In Nigeria, the government, in partnership with mobile provider Cellulant Ltd, is using mobile phones to transform the distribution of seeds and fertilisers in remote areas through e-vouchers, reducing inefficiencies. Phones are also being used to disseminate knowledge. Similar models are being implemented to target farmers in Burkina Faso, Côte d’Ivoire, Liberia and Senegal.

Rwanda’s agriculture and livestock markets are being facilitated using the communications platform e-Soko through low cost digital tools and services linking farmers to wholesale markets and agribusinesses. In Uganda, the use of mobile phones has been proven to improve the reach and quality of agricultural extension services in partnership with the Grameen foundation. In addition, a mobile enabled citizen feedback platform is being leveraged to visualize the spread of infections, confirming epidemiology hot spots and disseminating disease treatment and control options to farmers.
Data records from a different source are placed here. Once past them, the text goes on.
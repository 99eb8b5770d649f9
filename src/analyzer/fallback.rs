use rand::Rng;

use crate::metrics::{BehaviorMetrics, FacialMetrics, HeadPose};

/// Synthesize plausible metrics when the analysis endpoint is unusable.
///
/// Ranges skew confidence high and cap stress/nervousness low so a flaky
/// endpoint degrades to believable values instead of stalling the consumer.
pub fn synthesize() -> (FacialMetrics, BehaviorMetrics) {
    let mut rng = rand::thread_rng();

    let facial = FacialMetrics {
        confident: rng.gen_range(20.0..100.0),
        stressed: rng.gen_range(0.0..30.0),
        nervous: rng.gen_range(0.0..30.0),
    };

    let behavior = BehaviorMetrics {
        blink_count: rng.gen_range(10..30),
        looking_at_camera: rng.gen_bool(0.7),
        head_pose: HeadPose::default(),
    };

    (facial, behavior)
}

#[cfg(test)]
mod tests {
    use super::*;

    #[test]
    fn synthesized_values_stay_in_documented_ranges() {
        for _ in 0..200 {
            let (facial, behavior) = synthesize();

            assert!((20.0..100.0).contains(&facial.confident));
            assert!((0.0..30.0).contains(&facial.stressed));
            assert!((0.0..30.0).contains(&facial.nervous));
            assert!((10..30).contains(&behavior.blink_count));
            assert_eq!(behavior.head_pose, HeadPose::default());
        }
    }
}
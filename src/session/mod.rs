//! Capture session management

pub mod config;
pub mod session;
pub mod state;
pub mod stats;

pub use config::SessionConfig;
pub use session::{CaptureSession, TakeSummary};
pub use state::SessionState;
pub use stats::SessionStats;
use super::handlers;
use super::state::AppState;
use axum::{
    routing::{get, post},
    Router,
};
use tower_http::trace::TraceLayer;

/// Create the HTTP router with all routes
pub fn create_router(state: AppState) -> Router {
    Router::new()
        // Health check
        .route("/health", get(handlers::health_check))
        // Session control
        .route("/sessions/start", post(handlers::start_session))
        .route("/sessions/stop/:session_id", post(handlers::stop_session))
        .route(
            "/sessions/release/:session_id",
            post(handlers::release_session),
        )
        // Session queries
        .route(
            "/sessions/:session_id/status",
            get(handlers::get_session_status),
        )
        .route(
            "/sessions/:session_id/metrics",
            get(handlers::get_session_metrics),
        )
        // Add tracing middleware for request logging
        .layer(TraceLayer::new_for_http())
        .with_state(state)
}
Massive growth of ICT innovations in agriculture raises a crucial question as to why some of these innovations fail to scale up and achieve wider acceptance. One reason could be market fragmentation – by crop type, providers, platforms, operating systems and frequency of information that is typical of less mature markets; and as the consolidation of the market place occurs over time, it is likely that growth prospects will be enhanced. Another reason has to do with lack of financially sustainable business models. The private sector needs to be engaged more comprehensively in overcoming the challenges of being able to identify and foster innovation that has the kind of transformative impact that farmers seek.

Going forward, we can and should be very excited about these technologies because of the potential to provide services that weren’t necessarily available to rural populations earlier, but there are a few lessons that we also need to focus on.

First, while ICT-led market information systems have had a positive effect on market efficiency and welfare, this evidence is still limited to certain countries and in certain contexts. Whether these effects are going to be a general trend or translate forward into larger aggregate gains still remains to be seen. We cannot take for granted the view that an ICT approach is necessarily going to be a better approach in gaining better outcomes or a more cost effective ways of doing things, and we need to continue to build the evidence around what works, what doesn’t, why and, more importantly, how some of these interventions can be improved.

Second, ICT enabled interventions are no panacea, and need to be backed by complementary investments in rural roads, electricity, literacy and so on. And lastly, IT policy and the broader regulatory environment have to be discussed jointly with the policy dialogue geared toward solutions. If we want to go beyond the hype and build scalable and sustainable business models, these lessons will increasingly hold true for emerging Africa and hopefully beyond.